Stuffed Grape Leaves (Wara Eynab)

Although stuffed grape leaves probably did not originate in Egypt, they are one of the favorite foods of Egyptians.  If you are invited to an Egyptian home for dinner, you will most likely be served stuffed grape leaves (or stuffed vegetables of some kind).

The Lebanese version of stuffed grape leaves is originally vegan, but it is not exactly the version Egyptians have come to love.  So, below, you will find our veganized version of Egyptian stuffed grape leaves, based, of course, on Mary’s mother’s recipe!

Makes about 50 stuffed leaves (Serves about 6, as a side dish)
For the rice mix:
2 cloves garlic, minced
1 cup rice, raw
1 onion, minced
1 tomato, minced
1/2 teaspoon dried mint
1/2 teaspoon pepper
1 teaspoon salt
1 tablespoon lemon juice
About half a kilo (500 g) or 50 grape leaves.  These can be fresh or preserved in liquid in a jar.  (I have used both and this time, I used them from a jar.)

Grape leaves reserved in a jar

For layering the pot:
3 garlic cloves (in slices to be placed between layers of stuffed leaves)
2 tomatoes (in slices for the bottom, top and between layers of stuffed leaves)
For the soup:
4 cups water
2 vegetable bouillon cubes
Prepare the rice mix:
1.  Mix the rice, minced garlic, onion, tomato, dried mint, pepper, salt, and lemon juice in a mixing bowl.
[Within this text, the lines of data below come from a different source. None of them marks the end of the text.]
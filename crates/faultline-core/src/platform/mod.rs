//! # Platform-Specific Implementations
//!
//! The fault-capture subsystem needs a small set of leaf operations from the
//! operating system: trapping faults, enumerating threads and modules,
//! reading another thread's registers, and resolving stack geometry. Each
//! platform implements the same capability set with its native mechanism:
//!
//! - **Linux**: POSIX signal interception (`sigaction` + `sigaltstack`),
//!   `/proc` and `dl_iterate_phdr` for enumeration
//! - **macOS**: a Mach exception-port listener thread, `task_threads` and
//!   dyld APIs for enumeration
//!
//! The state machine, data model, and report composition above this module
//! are platform-agnostic; only these leaf operations vary. Unsupported
//! targets get the `fallback` stubs, where every query degrades to an empty
//! result and installing the trap reports an unsupported platform.

use crate::types::{Address, CpuContext, FaultDetail, FixedString, ThreadHandle, ThreadSysId};

#[cfg(target_os = "linux")]
pub mod linux;
#[cfg(target_os = "linux")]
pub(crate) use linux as native;

#[cfg(target_os = "macos")]
pub mod macos;
#[cfg(target_os = "macos")]
pub(crate) use macos as native;

#[cfg(not(any(target_os = "linux", target_os = "macos")))]
pub mod fallback;
#[cfg(not(any(target_os = "linux", target_os = "macos")))]
pub(crate) use fallback as native;

pub(crate) use native::{
    capture_thread_context, current_thread_handle, current_thread_sys_id, debugger_present, for_each_process,
    install_trap, os_version, physical_memory_bytes, process_path, processor_count, refresh_modules, remove_trap,
    thread_handle_for_sys_id, thread_list, thread_name, thread_run_state, thread_stack_bounds,
    thread_sys_id_for_handle, write_minidump, TrapState,
};

/// What the trap should do with the fault after the handler ran (or refused).
///
/// Terminating responses never produce a disposition: the handler exits the
/// process directly, so only the two continuations exist here.
#[derive(Debug, Clone, Copy, PartialEq, Eq)]
pub(crate) enum FaultDisposition
{
    /// Resume execution at the faulting instruction.
    Resume,
    /// Decline: pass the fault to the next handler in the chain (or the OS
    /// default behavior when there is none).
    Forward,
}

/// Raw fault record assembled by the trap before dispatch.
///
/// Built on the trap's stack from the platform exception payload; everything
/// the platform-agnostic handling sequence needs, plus the raw pointers the
/// minidump writer wants back.
pub(crate) struct RawFault
{
    pub detail: FaultDetail,
    pub context: CpuContext,
    pub thread_handle: ThreadHandle,
    pub thread_sys_id: ThreadSysId,
    /// Faulting instruction address.
    pub instruction: Address,
    /// Faulting memory address for access violations; the instruction
    /// address otherwise.
    pub memory: Address,
    /// Borrowed platform payload for minidump emission.
    pub payload: FaultPayload,
}

/// Platform-specific fault payload carried through to the dump writer.
#[derive(Clone, Copy)]
pub(crate) enum FaultPayload
{
    /// No payload (simulated faults, platforms without dump support).
    None,
    /// Signal delivery payload: pointers into the signal handler's frame.
    #[cfg(target_os = "linux")]
    Signal
    {
        siginfo: *const libc::siginfo_t,
        ucontext: *const libc::c_void,
    },
}

/// Resolve the dynamic symbol enclosing `addr` via `dladdr`.
///
/// Fills `raw_name` with the mangled symbol name and returns the symbol's
/// start address. No allocation. Returns `None` when the address is not
/// covered by any exported symbol.
#[cfg(unix)]
pub(crate) fn dynamic_symbol(addr: Address, raw_name: &mut FixedString<256>) -> Option<Address>
{
    use std::ffi::CStr;

    raw_name.clear();

    let mut dl: libc::Dl_info = unsafe { std::mem::zeroed() };
    let found = unsafe { libc::dladdr(addr.value() as usize as *const libc::c_void, &mut dl) };
    if found == 0 || dl.dli_sname.is_null() || dl.dli_saddr.is_null() {
        return None;
    }

    let raw = unsafe { CStr::from_ptr(dl.dli_sname) };
    match raw.to_str() {
        Ok(name) => raw_name.push_str(name),
        Err(_) => return None,
    }

    Some(Address::new(dl.dli_saddr as u64))
}

#[cfg(not(unix))]
pub(crate) fn dynamic_symbol(_addr: Address, _raw_name: &mut FixedString<256>) -> Option<Address>
{
    None
}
Mix for stuffed grape leaves

Prepare the leaves:
2.  Whether you are using preserved or fresh leaves, you will need to rinse and  ‘blanch’ them.  [To ‘blanch’:  Boil about a liter of water in a pot.  Prepare another liter of cold water in a bowl.  In bunches, put the leaves in the boiling water for 3 minutes and then remove them and place them in the cold water for a few minutes.  Then, drain in a colander.]

Blanching - cold water bath after boiling

Begin wrapping:
3.  Each leaf has a shiny side and a duller side.  The dull side also is where you can see the stem of the leaf.  Be sure to have the shiny side facing down as you wrap.  Be gentle as you work with the leaves.  They can be very fragile.

Grape leaf - shiny side

4.  On the bottom of a medium-sized soup pot, layer some of the leaves that got ripped as you ‘blanched them’, any stems you don’t want and a few tomatoes and garlic.  Now, you will begin to make the stuffed leaves and layer them in the pot.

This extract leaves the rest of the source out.